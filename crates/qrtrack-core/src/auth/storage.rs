//! Secure key/value storage backends for persisted session data.
//!
//! Values are opaque strings; serialization is the caller's concern.

use std::collections::HashMap;
use std::path::{Path, PathBuf};
use std::sync::atomic::{AtomicBool, AtomicUsize, Ordering};
use std::sync::Mutex;

use anyhow::{anyhow, bail, Context, Result};
use argon2::Argon2;
use chacha20poly1305::aead::{Aead, KeyInit};
use chacha20poly1305::{ChaCha20Poly1305, Key, Nonce};
use rand::RngCore;

const SALT_LEN: usize = 16;
const NONCE_LEN: usize = 12;
const KEY_LEN: usize = 32;

/// Blocking key/value storage for secrets.
///
/// Implementations may block (keychain daemons, disk); callers on the async
/// runtime go through [`TokenStore`](super::TokenStore), which moves each
/// call onto the blocking pool.
pub trait SecureStorage: Send + Sync + 'static {
    /// Read a value. Missing keys are `Ok(None)`, not an error.
    fn get(&self, key: &str) -> Result<Option<String>>;

    fn set(&self, key: &str, value: &str) -> Result<()>;

    /// Delete a value. Deleting a missing key succeeds.
    fn delete(&self, key: &str) -> Result<()>;
}

/// In-process storage. Nothing survives a restart.
#[derive(Debug, Default)]
pub struct MemoryStorage {
    values: Mutex<HashMap<String, String>>,
    failing: AtomicBool,
    operations: AtomicUsize,
}

impl MemoryStorage {
    pub fn new() -> Self {
        Self::default()
    }

    /// Make every subsequent operation fail, simulating a broken keychain.
    pub fn set_failing(&self, failing: bool) {
        self.failing.store(failing, Ordering::SeqCst);
    }

    /// Number of get/set/delete calls made so far.
    pub fn operations(&self) -> usize {
        self.operations.load(Ordering::SeqCst)
    }

    /// Read a value without counting it as an operation.
    pub fn peek(&self, key: &str) -> Option<String> {
        self.values
            .lock()
            .ok()
            .and_then(|values| values.get(key).cloned())
    }

    fn values(&self) -> Result<std::sync::MutexGuard<'_, HashMap<String, String>>> {
        self.operations.fetch_add(1, Ordering::SeqCst);
        if self.failing.load(Ordering::SeqCst) {
            bail!("storage unavailable");
        }
        self.values
            .lock()
            .map_err(|_| anyhow!("memory storage lock poisoned"))
    }
}

impl SecureStorage for MemoryStorage {
    fn get(&self, key: &str) -> Result<Option<String>> {
        Ok(self.values()?.get(key).cloned())
    }

    fn set(&self, key: &str, value: &str) -> Result<()> {
        self.values()?.insert(key.to_string(), value.to_string());
        Ok(())
    }

    fn delete(&self, key: &str) -> Result<()> {
        self.values()?.remove(key);
        Ok(())
    }
}

/// Path of the file holding `key`. Keys are restricted to a safe charset
/// so they can never name a file outside `dir`.
fn key_path(dir: &Path, key: &str, extension: &str) -> Result<PathBuf> {
    let valid = !key.is_empty()
        && key
            .chars()
            .all(|c| c.is_ascii_alphanumeric() || c == '_' || c == '-');
    if !valid {
        bail!("Invalid storage key: {:?}", key);
    }
    Ok(dir.join(format!("{}.{}", key, extension)))
}

/// Owner-only write through a temp file and rename, so a crash never
/// leaves a half-written value.
fn write_private(path: &Path, data: &[u8]) -> Result<()> {
    let mut tmp = path.as_os_str().to_owned();
    tmp.push(".tmp");
    let tmp = PathBuf::from(tmp);

    std::fs::write(&tmp, data)
        .with_context(|| format!("Failed to write storage file {}", tmp.display()))?;
    #[cfg(unix)]
    {
        use std::os::unix::fs::PermissionsExt;
        std::fs::set_permissions(&tmp, std::fs::Permissions::from_mode(0o600))?;
    }
    std::fs::rename(&tmp, path)
        .with_context(|| format!("Failed to replace storage file {}", path.display()))?;
    Ok(())
}

fn remove_if_present(path: &Path) -> Result<()> {
    match std::fs::remove_file(path) {
        Ok(()) => Ok(()),
        Err(e) if e.kind() == std::io::ErrorKind::NotFound => Ok(()),
        Err(e) => Err(e).with_context(|| format!("Failed to delete {}", path.display())),
    }
}

/// Plain session files in the cache directory, one per key, readable only
/// by the owner. The default backend: it works everywhere without a
/// keychain daemon or passphrase.
pub struct SessionFileStorage {
    dir: PathBuf,
}

impl SessionFileStorage {
    pub fn new(dir: impl Into<PathBuf>) -> Result<Self> {
        let dir = dir.into();
        std::fs::create_dir_all(&dir)
            .with_context(|| format!("Failed to create storage directory {}", dir.display()))?;
        Ok(Self { dir })
    }

    pub fn dir(&self) -> &Path {
        &self.dir
    }
}

impl SecureStorage for SessionFileStorage {
    fn get(&self, key: &str) -> Result<Option<String>> {
        let path = key_path(&self.dir, key, "json")?;
        match std::fs::read_to_string(&path) {
            Ok(value) => Ok(Some(value)),
            Err(e) if e.kind() == std::io::ErrorKind::NotFound => Ok(None),
            Err(e) => Err(e).with_context(|| format!("Failed to read session file for {}", key)),
        }
    }

    fn set(&self, key: &str, value: &str) -> Result<()> {
        write_private(&key_path(&self.dir, key, "json")?, value.as_bytes())
    }

    fn delete(&self, key: &str) -> Result<()> {
        remove_if_present(&key_path(&self.dir, key, "json")?)
    }
}

/// File-backed storage for platforms without a usable keychain.
///
/// Each key is one file holding `salt || nonce || ciphertext`. The
/// ChaCha20-Poly1305 key is derived from the passphrase with Argon2id and
/// the file's own salt, so rewriting a value also rotates its key.
pub struct EncryptedFileStorage {
    dir: PathBuf,
    passphrase: String,
}

impl EncryptedFileStorage {
    pub fn new(dir: impl Into<PathBuf>, passphrase: impl Into<String>) -> Result<Self> {
        let passphrase = passphrase.into();
        if passphrase.is_empty() {
            bail!("Encrypted file storage requires a non-empty passphrase");
        }
        let dir = dir.into();
        std::fs::create_dir_all(&dir)
            .with_context(|| format!("Failed to create storage directory {}", dir.display()))?;
        Ok(Self { dir, passphrase })
    }

    pub fn dir(&self) -> &Path {
        &self.dir
    }

    fn path_for(&self, key: &str) -> Result<PathBuf> {
        key_path(&self.dir, key, "enc")
    }

    fn cipher(&self, salt: &[u8]) -> Result<ChaCha20Poly1305> {
        let mut key = [0u8; KEY_LEN];
        Argon2::default()
            .hash_password_into(self.passphrase.as_bytes(), salt, &mut key)
            .map_err(|e| anyhow!("Failed to derive storage key: {}", e))?;
        Ok(ChaCha20Poly1305::new(Key::from_slice(&key)))
    }

    fn encrypt(&self, plaintext: &[u8]) -> Result<Vec<u8>> {
        let mut rng = rand::thread_rng();
        let mut salt = [0u8; SALT_LEN];
        let mut nonce = [0u8; NONCE_LEN];
        rng.fill_bytes(&mut salt);
        rng.fill_bytes(&mut nonce);

        let ciphertext = self
            .cipher(&salt)?
            .encrypt(Nonce::from_slice(&nonce), plaintext)
            .map_err(|_| anyhow!("Failed to encrypt value"))?;

        let mut out = Vec::with_capacity(SALT_LEN + NONCE_LEN + ciphertext.len());
        out.extend_from_slice(&salt);
        out.extend_from_slice(&nonce);
        out.extend_from_slice(&ciphertext);
        Ok(out)
    }

    fn decrypt(&self, data: &[u8]) -> Result<Vec<u8>> {
        if data.len() < SALT_LEN + NONCE_LEN {
            bail!("Encrypted value is truncated ({} bytes)", data.len());
        }
        let (salt, rest) = data.split_at(SALT_LEN);
        let (nonce, ciphertext) = rest.split_at(NONCE_LEN);
        self.cipher(salt)?
            .decrypt(Nonce::from_slice(nonce), ciphertext)
            .map_err(|_| anyhow!("Failed to decrypt value - wrong passphrase or corrupt file"))
    }
}

impl SecureStorage for EncryptedFileStorage {
    fn get(&self, key: &str) -> Result<Option<String>> {
        let path = self.path_for(key)?;
        if !path.exists() {
            return Ok(None);
        }
        let data = std::fs::read(&path)
            .with_context(|| format!("Failed to read storage file for {}", key))?;
        let plaintext = self.decrypt(&data)?;
        let value = String::from_utf8(plaintext).context("Stored value is not valid UTF-8")?;
        Ok(Some(value))
    }

    fn set(&self, key: &str, value: &str) -> Result<()> {
        let path = self.path_for(key)?;
        let data = self.encrypt(value.as_bytes())?;
        write_private(&path, &data)
    }

    fn delete(&self, key: &str) -> Result<()> {
        remove_if_present(&self.path_for(key)?)
    }
}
+===+
WORK REQUIRED |
Please return the span of lines above that opens with the one containing "value is not" and closes with the final line, both included, exactly as written and nothing more.

RESPONSE TO THIS TASK |
        let value = String::from_utf8(plaintext).context("Stored value is not valid UTF-8")?;
        Ok(Some(value))
    }

    fn set(&self, key: &str, value: &str) -> Result<()> {
        let path = self.path_for(key)?;
        let data = self.encrypt(value.as_bytes())?;
        write_private(&path, &data)
    }

    fn delete(&self, key: &str) -> Result<()> {
        remove_if_present(&self.path_for(key)?)
    }
}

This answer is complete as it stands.